### What to produce
Work out how many lines of the records contain "recorded". Answer with the number and nothing else.

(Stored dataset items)
____

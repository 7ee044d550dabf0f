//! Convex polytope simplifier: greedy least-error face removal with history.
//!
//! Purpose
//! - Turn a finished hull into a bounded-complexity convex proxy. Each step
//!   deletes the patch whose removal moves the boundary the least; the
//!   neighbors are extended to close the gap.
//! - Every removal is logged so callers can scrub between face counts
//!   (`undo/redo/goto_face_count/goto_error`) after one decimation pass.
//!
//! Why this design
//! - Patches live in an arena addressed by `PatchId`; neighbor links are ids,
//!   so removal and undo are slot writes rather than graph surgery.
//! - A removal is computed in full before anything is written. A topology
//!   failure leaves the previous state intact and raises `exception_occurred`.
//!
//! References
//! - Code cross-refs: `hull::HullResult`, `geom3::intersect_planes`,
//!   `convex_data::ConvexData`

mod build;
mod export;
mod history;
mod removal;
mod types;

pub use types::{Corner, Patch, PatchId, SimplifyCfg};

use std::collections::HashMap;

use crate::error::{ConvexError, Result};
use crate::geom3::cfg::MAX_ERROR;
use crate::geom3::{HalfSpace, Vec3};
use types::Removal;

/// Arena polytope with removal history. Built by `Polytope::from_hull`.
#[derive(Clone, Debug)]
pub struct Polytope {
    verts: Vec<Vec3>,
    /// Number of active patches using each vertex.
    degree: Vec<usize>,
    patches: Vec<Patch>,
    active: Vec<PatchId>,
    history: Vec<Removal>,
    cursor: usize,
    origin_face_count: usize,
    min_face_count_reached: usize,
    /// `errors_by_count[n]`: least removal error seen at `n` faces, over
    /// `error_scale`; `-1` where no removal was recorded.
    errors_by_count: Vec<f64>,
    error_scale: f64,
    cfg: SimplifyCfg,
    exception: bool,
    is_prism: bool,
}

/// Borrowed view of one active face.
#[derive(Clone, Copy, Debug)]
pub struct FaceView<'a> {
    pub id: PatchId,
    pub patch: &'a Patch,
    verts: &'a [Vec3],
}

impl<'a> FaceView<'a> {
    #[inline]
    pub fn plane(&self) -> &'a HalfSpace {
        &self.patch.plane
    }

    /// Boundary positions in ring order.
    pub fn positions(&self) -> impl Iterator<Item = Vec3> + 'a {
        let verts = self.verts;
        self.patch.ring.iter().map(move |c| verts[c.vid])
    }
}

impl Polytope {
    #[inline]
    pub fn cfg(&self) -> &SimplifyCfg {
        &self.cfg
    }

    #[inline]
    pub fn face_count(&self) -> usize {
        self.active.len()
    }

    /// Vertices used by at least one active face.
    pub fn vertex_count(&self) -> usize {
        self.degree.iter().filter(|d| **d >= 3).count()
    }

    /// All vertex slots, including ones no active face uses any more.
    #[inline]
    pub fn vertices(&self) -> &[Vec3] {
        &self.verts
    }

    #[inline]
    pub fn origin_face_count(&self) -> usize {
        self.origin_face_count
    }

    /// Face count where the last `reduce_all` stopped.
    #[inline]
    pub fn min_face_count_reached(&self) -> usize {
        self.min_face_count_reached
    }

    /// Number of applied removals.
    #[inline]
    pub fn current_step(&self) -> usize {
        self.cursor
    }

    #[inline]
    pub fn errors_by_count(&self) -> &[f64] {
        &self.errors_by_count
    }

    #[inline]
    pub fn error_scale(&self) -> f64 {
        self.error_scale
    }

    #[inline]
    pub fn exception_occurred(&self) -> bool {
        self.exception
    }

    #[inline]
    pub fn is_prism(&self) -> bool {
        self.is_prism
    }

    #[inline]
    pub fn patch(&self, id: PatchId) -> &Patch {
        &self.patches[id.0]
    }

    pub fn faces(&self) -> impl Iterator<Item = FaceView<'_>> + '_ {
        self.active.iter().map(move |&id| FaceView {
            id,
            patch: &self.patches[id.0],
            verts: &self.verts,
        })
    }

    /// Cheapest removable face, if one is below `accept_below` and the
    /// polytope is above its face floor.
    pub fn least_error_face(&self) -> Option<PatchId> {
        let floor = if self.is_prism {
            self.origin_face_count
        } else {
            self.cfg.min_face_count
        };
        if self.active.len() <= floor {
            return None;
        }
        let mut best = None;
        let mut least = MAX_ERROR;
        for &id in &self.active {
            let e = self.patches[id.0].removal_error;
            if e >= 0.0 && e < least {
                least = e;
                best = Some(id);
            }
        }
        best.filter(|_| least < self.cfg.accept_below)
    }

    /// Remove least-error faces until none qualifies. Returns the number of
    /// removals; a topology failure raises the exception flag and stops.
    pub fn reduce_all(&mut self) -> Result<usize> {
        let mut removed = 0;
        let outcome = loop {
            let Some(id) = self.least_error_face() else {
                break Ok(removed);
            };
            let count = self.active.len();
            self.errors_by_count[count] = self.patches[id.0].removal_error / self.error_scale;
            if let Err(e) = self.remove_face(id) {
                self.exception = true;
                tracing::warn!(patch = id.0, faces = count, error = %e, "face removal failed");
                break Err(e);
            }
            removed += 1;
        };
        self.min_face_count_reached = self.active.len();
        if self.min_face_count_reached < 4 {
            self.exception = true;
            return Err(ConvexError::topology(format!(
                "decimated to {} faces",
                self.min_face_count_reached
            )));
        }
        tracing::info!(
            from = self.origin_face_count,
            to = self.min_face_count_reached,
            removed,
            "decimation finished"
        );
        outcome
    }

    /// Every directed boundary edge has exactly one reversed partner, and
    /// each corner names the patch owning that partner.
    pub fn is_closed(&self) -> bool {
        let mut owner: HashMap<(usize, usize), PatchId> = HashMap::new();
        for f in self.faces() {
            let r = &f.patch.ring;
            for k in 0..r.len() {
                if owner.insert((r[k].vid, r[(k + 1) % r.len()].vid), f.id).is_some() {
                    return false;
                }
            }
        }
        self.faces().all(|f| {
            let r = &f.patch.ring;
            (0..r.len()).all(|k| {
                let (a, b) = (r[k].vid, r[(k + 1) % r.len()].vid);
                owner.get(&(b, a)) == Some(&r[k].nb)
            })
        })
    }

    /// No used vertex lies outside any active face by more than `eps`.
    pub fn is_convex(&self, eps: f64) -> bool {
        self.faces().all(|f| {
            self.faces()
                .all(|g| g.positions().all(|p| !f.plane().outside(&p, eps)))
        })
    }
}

____

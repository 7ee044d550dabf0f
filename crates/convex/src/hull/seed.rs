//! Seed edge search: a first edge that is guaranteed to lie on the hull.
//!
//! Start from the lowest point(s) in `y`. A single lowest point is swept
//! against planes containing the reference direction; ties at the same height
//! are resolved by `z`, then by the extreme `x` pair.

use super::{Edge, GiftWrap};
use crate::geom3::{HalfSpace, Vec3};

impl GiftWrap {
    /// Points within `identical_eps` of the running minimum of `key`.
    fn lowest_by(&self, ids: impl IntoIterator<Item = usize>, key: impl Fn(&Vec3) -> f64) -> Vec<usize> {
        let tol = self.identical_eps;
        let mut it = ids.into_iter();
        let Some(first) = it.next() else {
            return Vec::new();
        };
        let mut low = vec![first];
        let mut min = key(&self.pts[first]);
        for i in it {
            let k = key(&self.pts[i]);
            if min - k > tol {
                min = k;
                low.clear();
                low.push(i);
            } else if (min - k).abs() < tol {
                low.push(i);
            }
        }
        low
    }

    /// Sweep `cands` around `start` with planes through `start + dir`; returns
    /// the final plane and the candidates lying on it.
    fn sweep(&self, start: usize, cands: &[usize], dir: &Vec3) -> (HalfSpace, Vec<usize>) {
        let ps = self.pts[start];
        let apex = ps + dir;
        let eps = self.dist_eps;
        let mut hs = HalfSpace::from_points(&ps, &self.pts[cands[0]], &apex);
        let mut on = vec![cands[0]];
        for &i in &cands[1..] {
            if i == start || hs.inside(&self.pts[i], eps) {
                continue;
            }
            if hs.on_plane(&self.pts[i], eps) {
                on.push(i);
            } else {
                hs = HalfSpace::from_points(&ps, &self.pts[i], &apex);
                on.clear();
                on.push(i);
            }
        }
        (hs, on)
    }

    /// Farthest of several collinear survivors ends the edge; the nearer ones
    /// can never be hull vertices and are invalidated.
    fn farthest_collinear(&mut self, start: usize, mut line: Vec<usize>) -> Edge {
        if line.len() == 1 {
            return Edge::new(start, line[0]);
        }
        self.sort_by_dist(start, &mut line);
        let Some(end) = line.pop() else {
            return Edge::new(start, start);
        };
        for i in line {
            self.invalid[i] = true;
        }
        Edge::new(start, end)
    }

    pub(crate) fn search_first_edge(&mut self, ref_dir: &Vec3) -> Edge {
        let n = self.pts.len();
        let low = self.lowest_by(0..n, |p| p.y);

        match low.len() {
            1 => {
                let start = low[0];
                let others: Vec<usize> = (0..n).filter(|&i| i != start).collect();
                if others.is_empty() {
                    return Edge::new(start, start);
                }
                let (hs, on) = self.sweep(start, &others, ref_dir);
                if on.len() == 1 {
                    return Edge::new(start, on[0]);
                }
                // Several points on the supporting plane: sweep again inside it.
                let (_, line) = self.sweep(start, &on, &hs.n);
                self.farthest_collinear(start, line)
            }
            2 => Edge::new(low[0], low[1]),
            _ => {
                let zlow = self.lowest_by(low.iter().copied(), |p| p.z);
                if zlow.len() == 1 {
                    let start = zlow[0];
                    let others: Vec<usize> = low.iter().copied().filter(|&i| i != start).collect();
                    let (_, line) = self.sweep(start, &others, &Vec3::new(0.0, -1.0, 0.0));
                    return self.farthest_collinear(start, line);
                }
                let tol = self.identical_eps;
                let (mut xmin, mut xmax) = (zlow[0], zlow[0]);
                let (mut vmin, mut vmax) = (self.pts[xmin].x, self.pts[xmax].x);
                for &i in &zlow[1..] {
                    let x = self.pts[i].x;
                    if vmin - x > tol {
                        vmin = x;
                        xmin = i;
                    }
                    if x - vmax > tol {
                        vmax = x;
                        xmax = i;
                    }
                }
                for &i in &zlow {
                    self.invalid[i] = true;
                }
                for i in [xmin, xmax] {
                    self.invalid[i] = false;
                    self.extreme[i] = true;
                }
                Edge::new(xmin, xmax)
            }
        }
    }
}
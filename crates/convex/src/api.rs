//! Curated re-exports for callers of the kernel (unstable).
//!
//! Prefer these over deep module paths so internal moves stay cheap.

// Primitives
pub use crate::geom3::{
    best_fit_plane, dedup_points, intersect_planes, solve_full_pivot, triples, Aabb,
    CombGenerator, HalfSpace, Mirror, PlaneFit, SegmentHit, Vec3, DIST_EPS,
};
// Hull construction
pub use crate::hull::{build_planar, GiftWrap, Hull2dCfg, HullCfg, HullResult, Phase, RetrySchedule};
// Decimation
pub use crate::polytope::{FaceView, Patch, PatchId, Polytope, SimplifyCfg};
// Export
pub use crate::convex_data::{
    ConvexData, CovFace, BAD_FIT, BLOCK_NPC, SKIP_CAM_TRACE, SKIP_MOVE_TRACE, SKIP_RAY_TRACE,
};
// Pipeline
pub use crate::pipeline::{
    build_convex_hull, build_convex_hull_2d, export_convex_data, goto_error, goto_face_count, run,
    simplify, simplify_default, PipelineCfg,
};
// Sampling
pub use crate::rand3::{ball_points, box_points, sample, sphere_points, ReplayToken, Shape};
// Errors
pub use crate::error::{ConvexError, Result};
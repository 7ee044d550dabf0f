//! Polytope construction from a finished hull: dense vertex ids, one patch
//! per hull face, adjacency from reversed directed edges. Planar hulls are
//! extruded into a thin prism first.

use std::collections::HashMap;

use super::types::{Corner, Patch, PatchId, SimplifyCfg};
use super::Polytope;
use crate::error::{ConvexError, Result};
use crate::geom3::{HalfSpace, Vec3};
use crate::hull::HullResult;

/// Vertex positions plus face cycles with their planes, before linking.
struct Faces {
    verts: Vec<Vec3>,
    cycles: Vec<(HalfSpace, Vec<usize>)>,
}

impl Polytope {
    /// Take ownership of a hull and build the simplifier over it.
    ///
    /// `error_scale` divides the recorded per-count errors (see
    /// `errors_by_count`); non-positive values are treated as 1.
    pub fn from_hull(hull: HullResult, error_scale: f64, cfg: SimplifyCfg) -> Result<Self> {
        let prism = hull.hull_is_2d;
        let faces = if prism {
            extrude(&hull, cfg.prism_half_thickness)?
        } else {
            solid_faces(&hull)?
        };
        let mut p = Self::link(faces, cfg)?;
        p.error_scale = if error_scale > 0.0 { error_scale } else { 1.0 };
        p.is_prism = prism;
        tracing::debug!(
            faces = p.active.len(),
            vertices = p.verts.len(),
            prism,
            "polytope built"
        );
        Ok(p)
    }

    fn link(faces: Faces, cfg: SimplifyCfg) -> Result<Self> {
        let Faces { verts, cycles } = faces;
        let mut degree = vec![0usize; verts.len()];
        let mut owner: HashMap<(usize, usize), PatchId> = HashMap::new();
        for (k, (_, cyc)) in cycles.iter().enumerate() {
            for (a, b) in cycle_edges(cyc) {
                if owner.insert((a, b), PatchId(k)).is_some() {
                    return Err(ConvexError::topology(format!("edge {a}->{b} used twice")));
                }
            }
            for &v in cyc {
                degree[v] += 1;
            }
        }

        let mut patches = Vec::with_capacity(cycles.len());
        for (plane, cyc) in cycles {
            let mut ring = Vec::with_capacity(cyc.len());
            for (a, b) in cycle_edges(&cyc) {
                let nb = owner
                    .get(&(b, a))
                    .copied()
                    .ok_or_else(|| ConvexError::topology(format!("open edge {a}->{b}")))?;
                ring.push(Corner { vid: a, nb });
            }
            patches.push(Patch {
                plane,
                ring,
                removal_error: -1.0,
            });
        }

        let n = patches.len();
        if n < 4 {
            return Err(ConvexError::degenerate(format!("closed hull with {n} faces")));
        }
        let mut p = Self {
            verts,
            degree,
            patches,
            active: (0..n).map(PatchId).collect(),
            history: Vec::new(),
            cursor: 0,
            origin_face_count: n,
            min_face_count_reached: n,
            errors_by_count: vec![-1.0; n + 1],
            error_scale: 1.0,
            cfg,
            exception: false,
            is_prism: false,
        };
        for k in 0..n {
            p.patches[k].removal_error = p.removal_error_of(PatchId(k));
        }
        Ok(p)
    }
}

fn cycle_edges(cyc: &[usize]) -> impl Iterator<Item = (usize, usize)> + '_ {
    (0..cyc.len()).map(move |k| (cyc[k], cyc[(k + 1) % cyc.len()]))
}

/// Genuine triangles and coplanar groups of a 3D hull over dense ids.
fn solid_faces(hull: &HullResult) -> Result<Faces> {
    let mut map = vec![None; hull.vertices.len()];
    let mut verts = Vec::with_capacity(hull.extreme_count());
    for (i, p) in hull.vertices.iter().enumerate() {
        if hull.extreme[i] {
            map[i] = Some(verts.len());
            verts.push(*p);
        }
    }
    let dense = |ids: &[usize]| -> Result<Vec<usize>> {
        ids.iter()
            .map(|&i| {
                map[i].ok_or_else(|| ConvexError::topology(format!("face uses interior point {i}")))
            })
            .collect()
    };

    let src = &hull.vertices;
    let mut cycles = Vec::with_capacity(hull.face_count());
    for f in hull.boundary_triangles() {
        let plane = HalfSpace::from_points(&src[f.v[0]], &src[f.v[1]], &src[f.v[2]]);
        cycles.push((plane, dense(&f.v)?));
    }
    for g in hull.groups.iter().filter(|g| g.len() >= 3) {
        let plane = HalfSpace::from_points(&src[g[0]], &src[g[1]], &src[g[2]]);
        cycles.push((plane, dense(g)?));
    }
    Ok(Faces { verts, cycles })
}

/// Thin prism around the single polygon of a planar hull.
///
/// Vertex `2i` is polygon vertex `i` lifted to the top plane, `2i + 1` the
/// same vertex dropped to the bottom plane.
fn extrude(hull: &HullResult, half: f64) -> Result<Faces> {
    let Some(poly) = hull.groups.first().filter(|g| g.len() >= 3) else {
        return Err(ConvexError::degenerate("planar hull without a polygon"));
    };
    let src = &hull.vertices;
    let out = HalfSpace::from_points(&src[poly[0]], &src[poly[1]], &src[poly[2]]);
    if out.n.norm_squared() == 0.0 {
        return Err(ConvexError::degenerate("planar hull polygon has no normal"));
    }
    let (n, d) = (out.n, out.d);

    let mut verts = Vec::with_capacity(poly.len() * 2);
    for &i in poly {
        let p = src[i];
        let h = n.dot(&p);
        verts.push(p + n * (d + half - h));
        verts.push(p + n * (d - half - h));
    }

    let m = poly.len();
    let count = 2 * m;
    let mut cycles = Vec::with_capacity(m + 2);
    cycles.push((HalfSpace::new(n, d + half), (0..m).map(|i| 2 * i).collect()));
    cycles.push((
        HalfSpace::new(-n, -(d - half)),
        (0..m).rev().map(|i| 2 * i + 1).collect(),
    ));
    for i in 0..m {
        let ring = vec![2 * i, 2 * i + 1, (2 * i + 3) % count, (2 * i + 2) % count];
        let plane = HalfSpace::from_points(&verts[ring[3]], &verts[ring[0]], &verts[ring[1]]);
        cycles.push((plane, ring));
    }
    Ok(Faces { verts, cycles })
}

____

### Output for this exercise
2